- _Requirement_:
Below is some data. Retype exactly the lines starting at the one with "let votes = precinct.smith" and ending at the one with "pub fn page(mut".

- _Provided data_:
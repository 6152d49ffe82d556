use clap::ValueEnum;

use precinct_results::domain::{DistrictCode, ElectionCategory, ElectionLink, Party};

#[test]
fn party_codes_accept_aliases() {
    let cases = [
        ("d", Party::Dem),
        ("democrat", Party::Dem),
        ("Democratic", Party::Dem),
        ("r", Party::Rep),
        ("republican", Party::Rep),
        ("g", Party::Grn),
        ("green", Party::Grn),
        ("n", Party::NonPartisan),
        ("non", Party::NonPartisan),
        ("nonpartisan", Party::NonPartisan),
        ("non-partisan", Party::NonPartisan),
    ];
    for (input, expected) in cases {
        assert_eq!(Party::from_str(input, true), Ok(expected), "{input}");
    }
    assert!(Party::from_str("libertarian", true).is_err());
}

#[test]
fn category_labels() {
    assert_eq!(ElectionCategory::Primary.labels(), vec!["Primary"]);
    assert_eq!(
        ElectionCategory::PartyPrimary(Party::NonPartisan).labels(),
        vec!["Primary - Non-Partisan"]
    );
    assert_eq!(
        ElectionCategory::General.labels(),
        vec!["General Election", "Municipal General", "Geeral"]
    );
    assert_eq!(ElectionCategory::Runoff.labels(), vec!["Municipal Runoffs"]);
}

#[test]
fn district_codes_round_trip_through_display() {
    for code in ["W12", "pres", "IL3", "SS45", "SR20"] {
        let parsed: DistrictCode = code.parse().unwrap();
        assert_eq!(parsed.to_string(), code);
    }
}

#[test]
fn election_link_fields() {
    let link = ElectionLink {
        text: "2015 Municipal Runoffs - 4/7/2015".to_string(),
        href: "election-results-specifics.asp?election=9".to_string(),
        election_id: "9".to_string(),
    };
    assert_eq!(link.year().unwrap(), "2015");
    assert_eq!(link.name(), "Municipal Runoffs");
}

---

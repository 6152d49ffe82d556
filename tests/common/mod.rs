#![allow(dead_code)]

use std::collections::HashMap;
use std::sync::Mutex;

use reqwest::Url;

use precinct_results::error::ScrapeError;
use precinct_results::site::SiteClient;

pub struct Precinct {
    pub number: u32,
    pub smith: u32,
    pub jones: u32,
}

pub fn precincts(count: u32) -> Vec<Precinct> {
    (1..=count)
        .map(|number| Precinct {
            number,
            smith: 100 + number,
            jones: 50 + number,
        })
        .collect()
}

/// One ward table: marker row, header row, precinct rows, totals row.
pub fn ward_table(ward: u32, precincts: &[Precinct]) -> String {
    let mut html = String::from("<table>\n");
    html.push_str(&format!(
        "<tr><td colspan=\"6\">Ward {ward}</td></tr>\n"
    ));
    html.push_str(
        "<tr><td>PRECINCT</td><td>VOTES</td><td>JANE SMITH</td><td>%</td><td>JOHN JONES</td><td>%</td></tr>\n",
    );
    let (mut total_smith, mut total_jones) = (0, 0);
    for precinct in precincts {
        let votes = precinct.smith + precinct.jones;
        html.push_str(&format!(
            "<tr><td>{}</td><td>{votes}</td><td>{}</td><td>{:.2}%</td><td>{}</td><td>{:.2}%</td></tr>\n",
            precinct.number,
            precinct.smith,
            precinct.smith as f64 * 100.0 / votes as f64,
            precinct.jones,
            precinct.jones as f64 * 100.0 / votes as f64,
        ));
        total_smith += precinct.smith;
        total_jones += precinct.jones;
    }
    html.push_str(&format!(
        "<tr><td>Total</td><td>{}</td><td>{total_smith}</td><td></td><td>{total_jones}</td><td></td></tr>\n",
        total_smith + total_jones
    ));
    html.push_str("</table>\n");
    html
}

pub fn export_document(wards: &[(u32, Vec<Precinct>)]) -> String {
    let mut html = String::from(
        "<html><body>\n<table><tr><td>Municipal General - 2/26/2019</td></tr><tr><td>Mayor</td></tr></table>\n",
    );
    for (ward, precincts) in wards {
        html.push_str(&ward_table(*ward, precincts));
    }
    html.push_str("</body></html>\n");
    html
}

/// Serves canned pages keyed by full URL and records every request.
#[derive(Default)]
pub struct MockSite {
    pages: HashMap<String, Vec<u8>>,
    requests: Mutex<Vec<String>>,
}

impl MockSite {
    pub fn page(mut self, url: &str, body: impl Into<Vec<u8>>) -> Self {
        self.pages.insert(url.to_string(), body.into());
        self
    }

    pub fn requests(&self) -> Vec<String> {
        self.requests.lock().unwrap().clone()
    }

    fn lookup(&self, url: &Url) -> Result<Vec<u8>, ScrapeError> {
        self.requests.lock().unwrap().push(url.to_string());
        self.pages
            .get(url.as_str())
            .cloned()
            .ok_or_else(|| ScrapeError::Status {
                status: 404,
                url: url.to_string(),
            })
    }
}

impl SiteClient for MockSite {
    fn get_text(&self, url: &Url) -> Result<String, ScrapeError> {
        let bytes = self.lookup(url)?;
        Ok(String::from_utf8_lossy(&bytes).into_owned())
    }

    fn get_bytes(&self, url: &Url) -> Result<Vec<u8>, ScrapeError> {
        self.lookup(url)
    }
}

--

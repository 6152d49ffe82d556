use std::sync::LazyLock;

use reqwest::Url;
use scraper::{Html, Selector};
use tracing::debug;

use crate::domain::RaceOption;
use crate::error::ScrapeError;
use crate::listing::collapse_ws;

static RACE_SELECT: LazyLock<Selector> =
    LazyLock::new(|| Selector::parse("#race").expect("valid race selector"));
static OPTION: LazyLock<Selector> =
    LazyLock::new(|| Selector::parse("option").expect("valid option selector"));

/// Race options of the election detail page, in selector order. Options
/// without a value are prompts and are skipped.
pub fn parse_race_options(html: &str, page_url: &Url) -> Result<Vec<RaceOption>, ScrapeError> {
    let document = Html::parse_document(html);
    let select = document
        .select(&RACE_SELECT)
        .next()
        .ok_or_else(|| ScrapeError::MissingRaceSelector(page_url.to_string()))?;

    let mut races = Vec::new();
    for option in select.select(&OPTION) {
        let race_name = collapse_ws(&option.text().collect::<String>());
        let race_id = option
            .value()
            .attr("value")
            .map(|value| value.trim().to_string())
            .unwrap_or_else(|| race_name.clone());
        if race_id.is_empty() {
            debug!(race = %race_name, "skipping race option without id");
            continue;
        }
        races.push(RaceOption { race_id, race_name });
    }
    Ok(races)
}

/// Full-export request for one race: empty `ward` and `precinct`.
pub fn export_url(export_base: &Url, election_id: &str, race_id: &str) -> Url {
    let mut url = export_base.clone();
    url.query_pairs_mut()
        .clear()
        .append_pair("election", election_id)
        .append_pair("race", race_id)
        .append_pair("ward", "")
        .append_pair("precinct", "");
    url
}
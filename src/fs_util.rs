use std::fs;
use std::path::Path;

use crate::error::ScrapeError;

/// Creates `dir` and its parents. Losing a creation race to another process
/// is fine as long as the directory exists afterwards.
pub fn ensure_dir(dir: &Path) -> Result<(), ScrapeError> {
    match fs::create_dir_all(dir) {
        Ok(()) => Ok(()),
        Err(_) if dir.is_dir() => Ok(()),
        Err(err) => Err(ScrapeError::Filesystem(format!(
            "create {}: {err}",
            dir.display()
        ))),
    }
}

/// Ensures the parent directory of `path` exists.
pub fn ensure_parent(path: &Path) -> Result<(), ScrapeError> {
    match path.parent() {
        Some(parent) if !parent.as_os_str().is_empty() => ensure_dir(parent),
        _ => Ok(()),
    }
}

- _Response to the exercise_:
        let votes = precinct.smith + precinct.jones;
        html.push_str(&format!(
            "<tr><td>{}</td><td>{votes}</td><td>{}</td><td>{:.2}%</td><td>{}</td><td>{:.2}%</td></tr>\n",
            precinct.number,
            precinct.smith,
            precinct.smith as f64 * 100.0 / votes as f64,
            precinct.jones,
            precinct.jones as f64 * 100.0 / votes as f64,
        ));
        total_smith += precinct.smith;
        total_jones += precinct.jones;
    }
    html.push_str(&format!(
        "<tr><td>Total</td><td>{}</td><td>{total_smith}</td><td></td><td>{total_jones}</td><td></td></tr>\n",
        total_smith + total_jones
    ));
    html.push_str("</table>\n");
    html
}

pub fn export_document(wards: &[(u32, Vec<Precinct>)]) -> String {
    let mut html = String::from(
        "<html><body>\n<table><tr><td>Municipal General - 2/26/2019</td></tr><tr><td>Mayor</td></tr></table>\n",
    );
    for (ward, precincts) in wards {
        html.push_str(&ward_table(*ward, precincts));
    }
    html.push_str("</body></html>\n");
    html
}

/// Serves canned pages keyed by full URL and records every request.
#[derive(Default)]
pub struct MockSite {
    pages: HashMap<String, Vec<u8>>,
    requests: Mutex<Vec<String>>,
}

impl MockSite {
    pub fn page(mut self, url: &str, body: impl Into<Vec<u8>>) -> Self {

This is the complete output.